Ethical questions

Why did I write that story yesterday?

Several conversations brought it back to mind.  One was with Steph Cooper, the ER doc I mentioned, who told me about the piece she wrote on “ethical crises in clinical care.”  (I am still waiting for the link Steph to share it here and increase your readership.)  A second was with some faculty and students with whom I am working to address needed development of our “learning environment.”  We have ongoing discussions about how to make it safe for students, staff, faculty, and residents to report what they perceive as unprofessional behavior, abuse, or mistreatment.  Even defining what is abuse and mistreatment or unprofessional behavior is fraught with large gray zones.  Add to that the differential ranks and our students often don’t feel they can directly give feedback to someone who is going to grade them, especially before the grade is submitted.

I understand that vulnerability and that is why we are creating many avenues for conversation and/or reporting.  At the same time, maybe all people have a line in the sand where, if crossed, they would be willing to stand up in the moment and speak.  Many ethical dilemmas are much smaller than the story I told yesterday and some are larger. Each asks us as individuals to make a determination whether to stand, where to stand, how to stand, speak and walk, and about the direction action or inaction will take us as individuals and as communities.

 These challenges happen in everyone’s lives. I will have some more examples from clinical care over the next few days. Please,  share ones you have faced.

Maria did not have tubal ligation surgery that day.  My colleague and I definitely wondered if we were outliers, which is what the chief resident wanted us to believe. I have no way of knowing how other students would have responded, but would have liked to believe, would still like to believe that my classmates and others would have the same response that we had.

In those days, at that hospital, the on-call attending faculty doctor was not always in the operating room with the chief resident. He was however in the hospital.

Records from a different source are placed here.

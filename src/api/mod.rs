//! HTTP API for the provenance core
//!
//! REST endpoints for storing, listing and verifying records.

pub mod error;
pub mod handlers;
mod rest;
pub mod types;

pub use error::{ApiError, ErrorCode};
pub use rest::router;
//! End-to-end store and verify flows over in-memory backends.

mod common;

use std::sync::Arc;

use futures::TryStreamExt;
use serde_json::json;

use audit_provenance::crypto::RecordCipher;
use audit_provenance::domain::{
    Ciphertext, Digest, Identity, RecordId, StoreRequest, StoredEnvelope,
};
use audit_provenance::ledger::{LedgerClient, MemoryLedger};
use audit_provenance::{ErrorKind, FlowState, ProvenanceError, ProvenanceOrchestrator};

use common::*;

// ============================================================================
// Scenarios
// ============================================================================

#[tokio::test]
async fn test_store_then_verify_returns_original_record() {
    let h = Harness::new();
    let record = json!({"vendor": "Acme", "amount": 42.50});

    let receipt = h
        .orchestrator
        .store(StoreRequest::new(record.clone()).with_record_id("aud-1"))
        .await
        .unwrap();

    let entries = h.ledger.entries().await;
    assert_eq!(entries.len(), 1);
    assert_eq!(entries[0].record_id, RecordId::new("aud-1"));
    assert_eq!(entries[0].creator_identity, Identity::new(OWNER));
    assert_eq!(entries[0].timestamp_seconds, T0);
    assert_eq!(receipt.digest.to_string().len(), Digest::TEXT_LEN);
    assert!(!receipt.storage.is_skipped());
    assert_eq!(h.store.uploads(), 1);

    let verified = h.orchestrator.verify(&RecordId::new("aud-1")).await.unwrap();
    assert_eq!(verified.record, record);
    assert!(verified.is_intact());
}

#[tokio::test]
async fn test_store_without_blob_store_skips_upload() {
    let h = Harness::without_store();

    let mut flow = h
        .orchestrator
        .begin_store(StoreRequest::new(audit_report("no store")).with_record_id("aud-1"));
    let receipt = flow.run().await.unwrap();

    assert_eq!(flow.state(), FlowState::Complete);
    assert!(receipt.storage.is_skipped());
    assert!(receipt.storage_link.is_empty());
    assert!(h.ledger.entries().await[0].storage_link.is_empty());

    let err = h.orchestrator.verify(&RecordId::new("aud-1")).await.unwrap_err();
    assert!(matches!(err, ProvenanceError::NotStored(_)));
}

#[tokio::test]
async fn test_non_creator_is_refused_without_fetch() {
    let h = Harness::new();
    h.orchestrator
        .store(StoreRequest::new(audit_report("private")).with_record_id("aud-1"))
        .await
        .unwrap();

    let err = h
        .orchestrator
        .verify_as(&Identity::new(OTHER), &RecordId::new("aud-1"))
        .await
        .unwrap_err();

    assert_eq!(err.kind(), ErrorKind::NotAuthorized);
    assert_eq!(h.store.fetches(), 0);
}

#[tokio::test]
async fn test_creator_match_ignores_case() {
    let h = Harness::new();
    h.orchestrator
        .store(StoreRequest::new(audit_report("case")).with_record_id("aud-1"))
        .await
        .unwrap();

    let shouting = Identity::new(OWNER.to_uppercase().replacen("0X", "0x", 1));
    let verified = h
        .orchestrator
        .verify_as(&shouting, &RecordId::new("aud-1"))
        .await
        .unwrap();
    assert!(verified.is_intact());
}

// ============================================================================
// Tamper evidence
// ============================================================================

#[tokio::test]
async fn test_corrupted_blob_is_tamper_detected() {
    let h = Harness::new();
    let receipt = h
        .orchestrator
        .store(StoreRequest::new(audit_report("tamper")).with_record_id("aud-1"))
        .await
        .unwrap();

    let mut corrupted = receipt.ciphertext.as_str().to_string();
    corrupted.replace_range(..4, "AAAA");
    let blob = StoredEnvelope::new(Ciphertext::new(corrupted)).to_bytes().unwrap();
    assert!(h.store.inner.overwrite(&receipt.storage_link, blob).await);

    let err = h.orchestrator.verify(&RecordId::new("aud-1")).await.unwrap_err();
    assert_eq!(err.kind(), ErrorKind::Tamper);
    let warning = err.tamper_warning().unwrap();
    assert_eq!(warning.expected, receipt.digest);
    assert_ne!(warning.actual, receipt.digest);
}

#[tokio::test]
async fn test_any_flipped_ciphertext_byte_is_reported() {
    let h = Harness::new();
    let receipt = h
        .orchestrator
        .store(StoreRequest::new(audit_report("flip")).with_record_id("aud-1"))
        .await
        .unwrap();
    let record_id = RecordId::new("aud-1");

    let stored = StoredEnvelope::new(receipt.ciphertext.clone()).to_bytes().unwrap();
    let start = String::from_utf8(stored.clone())
        .unwrap()
        .find(receipt.ciphertext.as_str())
        .unwrap();
    let end = start + receipt.ciphertext.as_str().len();

    for pos in start..end {
        for mask in [0x01u8, 0x80, 0xff] {
            let mut flipped = stored.clone();
            flipped[pos] ^= mask;
            assert!(h.store.inner.overwrite(&receipt.storage_link, flipped).await);

            match h.orchestrator.verify(&record_id).await {
                Ok(verified) => assert!(
                    !verified.is_intact(),
                    "flip {mask:#04x} at {pos} verified intact"
                ),
                Err(err) => {
                    assert_eq!(err.kind(), ErrorKind::Tamper, "flip {mask:#04x} at {pos}: {err}");
                    assert!(err.tamper_warning().is_some());
                }
            }
        }
    }

    assert!(h.store.inner.overwrite(&receipt.storage_link, stored).await);
    assert!(h.orchestrator.verify(&record_id).await.unwrap().is_intact());
}

#[tokio::test]
async fn test_swapped_blob_decrypts_with_warning() {
    let h = Harness::new();
    let receipt = h
        .orchestrator
        .store(StoreRequest::new(audit_report("original")).with_record_id("aud-1"))
        .await
        .unwrap();

    // a different record sealed for the same creator and record id
    let substitute = json!({"title": "substitute"});
    let ciphertext = fast_cipher()
        .encrypt(&substitute, &Identity::new(OWNER), &RecordId::new("aud-1"))
        .unwrap();
    let blob = StoredEnvelope::new(ciphertext).to_bytes().unwrap();
    h.store.inner.overwrite(&receipt.storage_link, blob).await;

    let verified = h.orchestrator.verify(&RecordId::new("aud-1")).await.unwrap();
    assert_eq!(verified.record, substitute);
    assert!(!verified.is_intact());
}

#[tokio::test]
async fn test_forged_ledger_digest_is_reported() {
    let h = Harness::new();
    let record = audit_report("forged");
    h.orchestrator
        .store(StoreRequest::new(record.clone()).with_record_id("aud-1"))
        .await
        .unwrap();
    h.ledger
        .forge_digest(&RecordId::new("aud-1"), Digest([0xee; 32]))
        .await;

    let verified = h.orchestrator.verify(&RecordId::new("aud-1")).await.unwrap();
    assert_eq!(verified.record, record);
    let warning = verified.tamper_warning.unwrap();
    assert_eq!(warning.expected, Digest([0xee; 32]));
}

#[tokio::test]
async fn test_raw_ciphertext_blob_still_verifies() {
    let h = Harness::new();
    let receipt = h
        .orchestrator
        .store(StoreRequest::new(audit_report("raw")).with_record_id("aud-1"))
        .await
        .unwrap();

    // gateways sometimes hand back the bare string instead of the envelope
    h.store
        .inner
        .overwrite(&receipt.storage_link, receipt.ciphertext.as_str().as_bytes())
        .await;

    let verified = h.orchestrator.verify(&RecordId::new("aud-1")).await.unwrap();
    assert!(verified.is_intact());
}

// ============================================================================
// Flow state machine
// ============================================================================

#[tokio::test]
async fn test_flow_publishes_each_state() {
    let h = Harness::new();
    let mut flow = h
        .orchestrator
        .begin_store(StoreRequest::new(audit_report("states")));
    let mut rx = flow.subscribe();
    assert_eq!(*rx.borrow_and_update(), FlowState::Idle);

    let mut seen = Vec::new();
    while !flow.state().is_terminal() {
        flow.step().await.unwrap();
        seen.push(*rx.borrow_and_update());
    }

    assert_eq!(
        seen,
        vec![
            FlowState::Uploading,
            FlowState::Hashing,
            FlowState::Anchored,
            FlowState::Complete,
        ]
    );
    assert!(flow.receipt().is_some());
    assert!(flow.record_id().as_str().starts_with("audit-"));
}

#[tokio::test]
async fn test_identity_switch_invalidates_flow() {
    let h = Harness::new();
    let mut flow = h
        .orchestrator
        .begin_store(StoreRequest::new(audit_report("switch")).with_record_id("aud-1"));

    assert_eq!(flow.step().await.unwrap(), FlowState::Uploading);
    h.identity.switch_to(OTHER);

    let err = flow.step().await.unwrap_err();
    assert_eq!(err.kind(), ErrorKind::IdentityChanged);
    assert_eq!(flow.state(), FlowState::Error(ErrorKind::IdentityChanged));
    assert_eq!(h.store.uploads(), 0);
    assert!(h.ledger.is_empty().await);
}

#[tokio::test]
async fn test_identity_switch_after_anchor_still_completes() {
    let h = Harness::new();
    let mut flow = h
        .orchestrator
        .begin_store(StoreRequest::new(audit_report("anchored")).with_record_id("aud-1"));

    while flow.state() != FlowState::Anchored {
        flow.step().await.unwrap();
    }
    h.identity.switch_to(OTHER);

    assert_eq!(flow.step().await.unwrap(), FlowState::Complete);
    let receipt = flow.receipt().unwrap();
    assert_eq!(receipt.entry.creator_identity, Identity::new(OWNER));
    assert_eq!(h.ledger.len().await, 1);
    assert_eq!(h.ledger.entries().await[0].digest, receipt.digest);
}

#[tokio::test]
async fn test_failed_flow_resets_and_reruns() {
    let h = Harness::new();
    let mut flow = h
        .orchestrator
        .begin_store(StoreRequest::new(audit_report("retry")).with_record_id("aud-1"));

    flow.step().await.unwrap();
    h.identity.disconnect();
    flow.step().await.unwrap_err();

    let refused = flow.run().await.unwrap_err();
    assert_eq!(refused.kind(), ErrorKind::InvalidTransition);

    h.identity.switch_to(OTHER);
    flow.reset().unwrap();
    assert_eq!(flow.state(), FlowState::Idle);

    let receipt = flow.run().await.unwrap();
    assert_eq!(receipt.entry.creator_identity, Identity::new(OTHER));
    assert_eq!(h.ledger.len().await, 1);
}

#[tokio::test]
async fn test_reset_refused_for_healthy_flow() {
    let h = Harness::new();
    let mut flow = h
        .orchestrator
        .begin_store(StoreRequest::new(audit_report("healthy")));
    let err = flow.reset().unwrap_err();
    assert_eq!(err.kind(), ErrorKind::InvalidTransition);
}

#[tokio::test]
async fn test_duplicate_record_id_fails_at_anchor() {
    let h = Harness::new();
    h.orchestrator
        .store(StoreRequest::new(audit_report("first")).with_record_id("aud-1"))
        .await
        .unwrap();

    let mut flow = h
        .orchestrator
        .begin_store(StoreRequest::new(audit_report("second")).with_record_id("aud-1"));
    let err = flow.run().await.unwrap_err();

    assert_eq!(err.kind(), ErrorKind::LedgerWrite);
    assert_eq!(flow.state(), FlowState::Error(ErrorKind::LedgerWrite));
    assert_eq!(h.ledger.len().await, 1);
}

#[tokio::test]
async fn test_missing_ledger_is_not_configured() {
    let store = Arc::new(RecordingBlobStore::default());
    let orchestrator = ProvenanceOrchestrator::builder()
        .cipher(fast_cipher())
        .store(audit_provenance::store::StoreClient::new(store.clone()))
        .identity(Arc::new(audit_provenance::identity::StaticIdentity::new(OWNER)))
        .build();

    let mut flow = orchestrator.begin_store(StoreRequest::new(audit_report("nowhere")));
    let err = flow.run().await.unwrap_err();

    assert_eq!(err.kind(), ErrorKind::NotConfigured);
    assert_eq!(flow.state(), FlowState::Error(ErrorKind::NotConfigured));
    assert_eq!(store.uploads(), 0);
}

// ============================================================================
// Enumeration
// ============================================================================

#[tokio::test]
async fn test_entries_stream_across_pages() {
    let ledger = Arc::new(MemoryLedger::new());
    let orchestrator = ProvenanceOrchestrator::builder()
        .cipher(fast_cipher())
        .ledger(LedgerClient::new(ledger.clone()).with_page_size(2))
        .identity(Arc::new(audit_provenance::identity::StaticIdentity::new(OWNER)))
        .build();

    for i in 0..5 {
        orchestrator
            .store(StoreRequest::new(json!({"n": i})).with_record_id(format!("aud-{i}")))
            .await
            .unwrap();
    }

    let entries: Vec<_> = orchestrator.entries().try_collect().await.unwrap();
    let ids: Vec<_> = entries.iter().map(|e| e.record_id.as_str().to_string()).collect();
    assert_eq!(ids, vec!["aud-0", "aud-1", "aud-2", "aud-3", "aud-4"]);

    let entry = orchestrator.entry(&RecordId::new("aud-3")).await.unwrap();
    assert_eq!(entry.unwrap().record_id, RecordId::new("aud-3"));
}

One of us stayed in the operating room, threatening to lie across Maria and prevent the surgery.  The other went to call and find the attending doctor and report the incident.  He came immediately, stayed for the cesarean section, and told the chief that he could not perform a tubal ligation. He later spoke with us individually and with the chief resident, making it clear that this incident could not be repeated and that the impact on our performance evaluation from this incident would be neutral from the chief’s perspective and positive from his.